TRY IT: Which lines of the records below contain the word "parent"? Report each of them in full.

DATA TO EXAMINE:

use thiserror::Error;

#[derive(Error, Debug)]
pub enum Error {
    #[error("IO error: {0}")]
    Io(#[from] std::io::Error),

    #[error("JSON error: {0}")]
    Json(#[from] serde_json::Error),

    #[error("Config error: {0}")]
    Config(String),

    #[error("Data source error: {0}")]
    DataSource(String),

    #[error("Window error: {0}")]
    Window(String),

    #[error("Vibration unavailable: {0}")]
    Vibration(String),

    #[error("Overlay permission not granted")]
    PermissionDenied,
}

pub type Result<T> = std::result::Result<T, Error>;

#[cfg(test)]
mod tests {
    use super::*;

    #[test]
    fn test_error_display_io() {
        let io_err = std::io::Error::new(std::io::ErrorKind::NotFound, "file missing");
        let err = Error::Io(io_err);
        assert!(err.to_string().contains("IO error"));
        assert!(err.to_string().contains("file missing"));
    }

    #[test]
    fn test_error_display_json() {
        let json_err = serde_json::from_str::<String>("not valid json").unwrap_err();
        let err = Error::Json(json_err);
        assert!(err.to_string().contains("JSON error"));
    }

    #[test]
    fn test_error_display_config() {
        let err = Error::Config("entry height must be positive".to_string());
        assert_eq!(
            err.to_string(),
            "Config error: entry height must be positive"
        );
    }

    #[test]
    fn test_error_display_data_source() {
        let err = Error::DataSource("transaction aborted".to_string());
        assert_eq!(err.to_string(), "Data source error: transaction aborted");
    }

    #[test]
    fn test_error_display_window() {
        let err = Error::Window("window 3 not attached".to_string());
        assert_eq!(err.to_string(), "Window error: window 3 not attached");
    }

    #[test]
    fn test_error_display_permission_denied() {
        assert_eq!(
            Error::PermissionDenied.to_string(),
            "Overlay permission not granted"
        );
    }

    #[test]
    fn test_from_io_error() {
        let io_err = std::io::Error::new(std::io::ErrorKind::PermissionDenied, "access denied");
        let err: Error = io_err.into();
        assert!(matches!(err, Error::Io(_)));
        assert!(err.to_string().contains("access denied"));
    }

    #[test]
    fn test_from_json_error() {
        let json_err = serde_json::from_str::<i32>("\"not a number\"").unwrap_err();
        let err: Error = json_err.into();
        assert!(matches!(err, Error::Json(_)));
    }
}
---
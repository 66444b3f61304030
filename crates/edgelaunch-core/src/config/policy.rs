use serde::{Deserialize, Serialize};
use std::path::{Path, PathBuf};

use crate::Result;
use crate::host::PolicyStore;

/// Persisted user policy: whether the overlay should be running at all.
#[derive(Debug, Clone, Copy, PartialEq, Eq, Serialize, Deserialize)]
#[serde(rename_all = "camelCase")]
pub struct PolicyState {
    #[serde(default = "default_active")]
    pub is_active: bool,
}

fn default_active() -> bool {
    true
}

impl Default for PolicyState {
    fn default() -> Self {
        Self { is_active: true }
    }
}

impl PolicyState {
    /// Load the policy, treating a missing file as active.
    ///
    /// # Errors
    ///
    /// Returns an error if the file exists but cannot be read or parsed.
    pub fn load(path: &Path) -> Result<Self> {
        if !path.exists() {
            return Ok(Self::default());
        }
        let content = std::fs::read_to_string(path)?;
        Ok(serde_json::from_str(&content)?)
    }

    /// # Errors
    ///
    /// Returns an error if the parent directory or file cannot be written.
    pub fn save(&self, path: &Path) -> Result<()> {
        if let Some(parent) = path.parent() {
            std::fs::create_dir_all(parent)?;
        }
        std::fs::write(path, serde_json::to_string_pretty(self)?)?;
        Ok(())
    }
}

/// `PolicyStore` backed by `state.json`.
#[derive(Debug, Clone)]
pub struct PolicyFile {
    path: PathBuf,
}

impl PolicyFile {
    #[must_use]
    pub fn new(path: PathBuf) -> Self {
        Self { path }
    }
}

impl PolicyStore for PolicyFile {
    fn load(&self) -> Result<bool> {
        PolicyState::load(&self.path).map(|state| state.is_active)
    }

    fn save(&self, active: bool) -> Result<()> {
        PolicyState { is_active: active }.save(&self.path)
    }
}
--
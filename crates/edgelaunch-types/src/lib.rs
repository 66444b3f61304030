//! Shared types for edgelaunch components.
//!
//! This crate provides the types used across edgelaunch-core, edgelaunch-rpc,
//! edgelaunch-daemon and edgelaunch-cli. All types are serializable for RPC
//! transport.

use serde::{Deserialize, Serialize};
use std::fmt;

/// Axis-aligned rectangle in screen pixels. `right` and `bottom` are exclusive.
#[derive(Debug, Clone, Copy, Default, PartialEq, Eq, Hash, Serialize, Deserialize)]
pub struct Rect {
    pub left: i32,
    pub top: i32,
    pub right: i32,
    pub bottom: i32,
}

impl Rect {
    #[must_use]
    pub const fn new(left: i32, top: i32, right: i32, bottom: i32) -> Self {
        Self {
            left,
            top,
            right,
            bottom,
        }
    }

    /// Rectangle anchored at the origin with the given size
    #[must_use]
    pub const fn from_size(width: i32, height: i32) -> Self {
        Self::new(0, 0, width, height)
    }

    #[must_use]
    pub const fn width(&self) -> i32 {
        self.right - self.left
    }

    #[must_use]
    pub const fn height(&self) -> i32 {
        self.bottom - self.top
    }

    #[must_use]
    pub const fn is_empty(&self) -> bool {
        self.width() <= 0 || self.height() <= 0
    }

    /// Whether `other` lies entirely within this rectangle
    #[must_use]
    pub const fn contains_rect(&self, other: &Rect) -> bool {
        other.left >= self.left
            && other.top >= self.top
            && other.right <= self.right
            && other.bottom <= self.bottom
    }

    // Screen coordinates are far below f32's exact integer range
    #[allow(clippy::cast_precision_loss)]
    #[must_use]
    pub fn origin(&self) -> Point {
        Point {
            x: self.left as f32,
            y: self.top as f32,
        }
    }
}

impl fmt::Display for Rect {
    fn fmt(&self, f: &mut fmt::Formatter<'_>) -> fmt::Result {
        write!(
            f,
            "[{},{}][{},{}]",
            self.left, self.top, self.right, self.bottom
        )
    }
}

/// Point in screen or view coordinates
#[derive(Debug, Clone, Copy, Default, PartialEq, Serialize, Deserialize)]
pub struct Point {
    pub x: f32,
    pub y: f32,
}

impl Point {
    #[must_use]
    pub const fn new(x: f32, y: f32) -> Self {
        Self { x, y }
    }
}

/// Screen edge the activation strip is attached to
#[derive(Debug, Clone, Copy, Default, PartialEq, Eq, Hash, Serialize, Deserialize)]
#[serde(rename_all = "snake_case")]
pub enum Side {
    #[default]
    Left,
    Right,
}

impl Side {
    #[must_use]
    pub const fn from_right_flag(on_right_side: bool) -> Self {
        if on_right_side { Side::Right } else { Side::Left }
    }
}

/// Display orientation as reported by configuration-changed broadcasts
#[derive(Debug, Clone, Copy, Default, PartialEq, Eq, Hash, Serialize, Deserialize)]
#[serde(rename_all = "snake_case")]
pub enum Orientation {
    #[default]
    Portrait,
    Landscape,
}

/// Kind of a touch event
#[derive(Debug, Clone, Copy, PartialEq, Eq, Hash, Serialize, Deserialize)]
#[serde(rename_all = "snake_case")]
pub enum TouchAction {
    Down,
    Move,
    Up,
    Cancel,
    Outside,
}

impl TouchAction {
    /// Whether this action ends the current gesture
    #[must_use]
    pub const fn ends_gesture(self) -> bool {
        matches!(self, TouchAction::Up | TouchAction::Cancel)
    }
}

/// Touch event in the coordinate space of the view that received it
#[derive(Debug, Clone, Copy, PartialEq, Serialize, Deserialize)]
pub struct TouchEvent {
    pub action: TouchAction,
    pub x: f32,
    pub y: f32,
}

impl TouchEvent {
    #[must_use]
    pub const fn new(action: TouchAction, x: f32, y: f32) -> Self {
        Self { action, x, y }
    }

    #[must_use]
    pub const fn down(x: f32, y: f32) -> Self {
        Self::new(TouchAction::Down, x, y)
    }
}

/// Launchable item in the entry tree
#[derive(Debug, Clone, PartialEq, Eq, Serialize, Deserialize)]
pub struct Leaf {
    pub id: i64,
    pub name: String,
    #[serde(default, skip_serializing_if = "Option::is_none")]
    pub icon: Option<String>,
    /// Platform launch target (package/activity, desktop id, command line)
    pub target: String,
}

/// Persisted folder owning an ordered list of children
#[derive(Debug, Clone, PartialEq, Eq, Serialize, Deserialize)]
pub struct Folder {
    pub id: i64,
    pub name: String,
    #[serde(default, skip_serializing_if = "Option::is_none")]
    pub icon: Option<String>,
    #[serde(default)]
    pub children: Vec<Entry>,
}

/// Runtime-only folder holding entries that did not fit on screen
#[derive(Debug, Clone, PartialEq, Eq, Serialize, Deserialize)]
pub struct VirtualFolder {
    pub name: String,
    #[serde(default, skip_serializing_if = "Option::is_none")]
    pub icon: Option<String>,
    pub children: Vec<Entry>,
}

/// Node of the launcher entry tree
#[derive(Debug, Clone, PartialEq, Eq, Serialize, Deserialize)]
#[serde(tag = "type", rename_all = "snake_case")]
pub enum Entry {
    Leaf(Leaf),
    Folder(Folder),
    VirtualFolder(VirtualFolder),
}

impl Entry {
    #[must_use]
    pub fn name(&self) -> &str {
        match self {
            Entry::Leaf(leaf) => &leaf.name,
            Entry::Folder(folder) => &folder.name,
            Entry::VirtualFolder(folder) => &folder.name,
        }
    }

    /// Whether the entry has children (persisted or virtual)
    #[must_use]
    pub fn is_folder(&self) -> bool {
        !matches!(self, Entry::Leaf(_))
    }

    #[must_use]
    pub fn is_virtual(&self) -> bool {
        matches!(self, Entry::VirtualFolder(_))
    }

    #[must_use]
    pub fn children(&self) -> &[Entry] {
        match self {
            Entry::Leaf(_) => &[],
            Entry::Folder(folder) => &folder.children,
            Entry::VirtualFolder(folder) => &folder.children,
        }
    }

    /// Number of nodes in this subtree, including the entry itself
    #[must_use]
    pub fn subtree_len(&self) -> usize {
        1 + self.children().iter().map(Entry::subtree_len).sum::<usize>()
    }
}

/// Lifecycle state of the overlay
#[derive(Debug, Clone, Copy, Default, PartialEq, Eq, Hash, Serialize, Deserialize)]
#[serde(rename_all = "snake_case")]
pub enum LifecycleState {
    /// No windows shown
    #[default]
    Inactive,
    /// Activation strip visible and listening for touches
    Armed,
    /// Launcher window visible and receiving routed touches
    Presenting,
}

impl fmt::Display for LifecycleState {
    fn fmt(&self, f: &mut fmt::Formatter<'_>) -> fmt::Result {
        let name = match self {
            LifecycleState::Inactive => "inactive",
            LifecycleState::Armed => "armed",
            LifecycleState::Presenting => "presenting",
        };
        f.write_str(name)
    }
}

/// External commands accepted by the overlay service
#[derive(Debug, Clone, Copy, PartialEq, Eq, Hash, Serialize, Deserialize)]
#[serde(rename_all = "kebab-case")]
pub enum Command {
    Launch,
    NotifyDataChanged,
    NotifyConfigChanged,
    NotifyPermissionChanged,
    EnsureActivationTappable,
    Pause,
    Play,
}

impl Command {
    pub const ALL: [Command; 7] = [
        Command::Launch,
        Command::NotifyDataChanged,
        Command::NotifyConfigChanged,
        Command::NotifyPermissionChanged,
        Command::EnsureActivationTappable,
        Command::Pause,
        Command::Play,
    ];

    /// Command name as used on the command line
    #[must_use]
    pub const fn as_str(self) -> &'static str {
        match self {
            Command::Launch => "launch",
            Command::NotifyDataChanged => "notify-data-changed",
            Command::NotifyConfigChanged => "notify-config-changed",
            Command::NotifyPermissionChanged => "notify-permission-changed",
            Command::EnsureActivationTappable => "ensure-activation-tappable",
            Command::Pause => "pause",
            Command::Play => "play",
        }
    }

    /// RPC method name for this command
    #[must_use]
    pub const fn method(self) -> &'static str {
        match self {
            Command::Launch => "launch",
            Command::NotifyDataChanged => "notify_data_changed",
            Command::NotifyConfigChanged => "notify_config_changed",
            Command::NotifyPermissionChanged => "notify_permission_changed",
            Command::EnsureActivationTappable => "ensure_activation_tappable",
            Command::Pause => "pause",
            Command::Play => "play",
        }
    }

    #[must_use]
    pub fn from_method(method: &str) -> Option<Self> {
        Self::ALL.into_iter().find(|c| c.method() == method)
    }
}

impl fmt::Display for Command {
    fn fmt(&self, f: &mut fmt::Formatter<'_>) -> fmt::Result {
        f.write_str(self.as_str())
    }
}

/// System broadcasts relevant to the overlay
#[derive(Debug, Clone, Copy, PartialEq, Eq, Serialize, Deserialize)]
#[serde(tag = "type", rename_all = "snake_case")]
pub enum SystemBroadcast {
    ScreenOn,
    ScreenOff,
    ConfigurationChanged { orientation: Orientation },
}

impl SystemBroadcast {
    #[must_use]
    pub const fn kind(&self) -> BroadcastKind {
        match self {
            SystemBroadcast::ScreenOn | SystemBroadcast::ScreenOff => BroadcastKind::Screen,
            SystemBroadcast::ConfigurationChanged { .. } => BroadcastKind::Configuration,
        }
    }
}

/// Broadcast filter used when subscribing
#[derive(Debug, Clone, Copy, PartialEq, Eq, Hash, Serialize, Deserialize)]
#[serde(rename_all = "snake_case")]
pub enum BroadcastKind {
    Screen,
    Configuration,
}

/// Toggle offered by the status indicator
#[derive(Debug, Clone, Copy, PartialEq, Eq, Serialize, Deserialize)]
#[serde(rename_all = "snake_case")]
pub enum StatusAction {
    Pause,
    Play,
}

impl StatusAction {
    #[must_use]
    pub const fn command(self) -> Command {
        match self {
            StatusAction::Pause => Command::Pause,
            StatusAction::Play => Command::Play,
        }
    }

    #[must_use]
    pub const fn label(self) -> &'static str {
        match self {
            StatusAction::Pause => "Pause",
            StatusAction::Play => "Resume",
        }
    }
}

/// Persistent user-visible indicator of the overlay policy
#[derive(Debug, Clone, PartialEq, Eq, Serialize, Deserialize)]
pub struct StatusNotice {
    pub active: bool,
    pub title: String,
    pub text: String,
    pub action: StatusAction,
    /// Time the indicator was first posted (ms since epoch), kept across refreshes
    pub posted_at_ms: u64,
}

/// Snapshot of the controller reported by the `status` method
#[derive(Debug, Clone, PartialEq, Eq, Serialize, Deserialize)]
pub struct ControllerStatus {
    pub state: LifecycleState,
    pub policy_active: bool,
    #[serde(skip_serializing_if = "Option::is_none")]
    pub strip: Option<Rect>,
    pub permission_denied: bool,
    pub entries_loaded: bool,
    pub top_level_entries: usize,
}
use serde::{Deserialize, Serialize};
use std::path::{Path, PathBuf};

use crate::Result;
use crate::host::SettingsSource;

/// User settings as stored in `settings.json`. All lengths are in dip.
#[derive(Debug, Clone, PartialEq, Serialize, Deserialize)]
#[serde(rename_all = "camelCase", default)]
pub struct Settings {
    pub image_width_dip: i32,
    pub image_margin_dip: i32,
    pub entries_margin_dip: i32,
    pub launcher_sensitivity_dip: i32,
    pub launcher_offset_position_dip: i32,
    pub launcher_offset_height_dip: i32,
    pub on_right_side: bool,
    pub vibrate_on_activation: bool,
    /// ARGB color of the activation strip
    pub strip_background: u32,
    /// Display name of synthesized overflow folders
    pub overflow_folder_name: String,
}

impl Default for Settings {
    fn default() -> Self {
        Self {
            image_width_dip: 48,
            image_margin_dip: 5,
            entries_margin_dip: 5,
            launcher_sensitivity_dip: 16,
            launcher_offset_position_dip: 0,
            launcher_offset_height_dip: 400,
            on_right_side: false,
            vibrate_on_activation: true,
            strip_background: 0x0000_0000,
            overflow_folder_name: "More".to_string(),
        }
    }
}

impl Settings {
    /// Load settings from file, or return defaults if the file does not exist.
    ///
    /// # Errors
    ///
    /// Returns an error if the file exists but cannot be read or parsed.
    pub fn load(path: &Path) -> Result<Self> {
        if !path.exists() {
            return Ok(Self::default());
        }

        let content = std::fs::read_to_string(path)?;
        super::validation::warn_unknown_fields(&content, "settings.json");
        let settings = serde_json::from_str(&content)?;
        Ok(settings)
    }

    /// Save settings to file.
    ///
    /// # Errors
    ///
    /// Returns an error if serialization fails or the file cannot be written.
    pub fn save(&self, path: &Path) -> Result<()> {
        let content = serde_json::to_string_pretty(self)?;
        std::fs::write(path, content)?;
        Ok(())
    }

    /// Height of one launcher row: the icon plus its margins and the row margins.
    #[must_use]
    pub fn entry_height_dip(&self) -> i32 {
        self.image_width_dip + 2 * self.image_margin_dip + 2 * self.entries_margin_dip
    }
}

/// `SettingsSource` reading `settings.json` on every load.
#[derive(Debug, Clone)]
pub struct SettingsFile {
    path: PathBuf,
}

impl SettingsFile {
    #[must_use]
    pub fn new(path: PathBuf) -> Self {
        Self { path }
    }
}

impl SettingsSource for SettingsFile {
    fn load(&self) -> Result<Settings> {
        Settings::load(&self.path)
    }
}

SOLUTION TO THIS EXERCISE:
    /// Returns an error if the parent directory or file cannot be written.
        if let Some(parent) = path.parent() {
            std::fs::create_dir_all(parent)?;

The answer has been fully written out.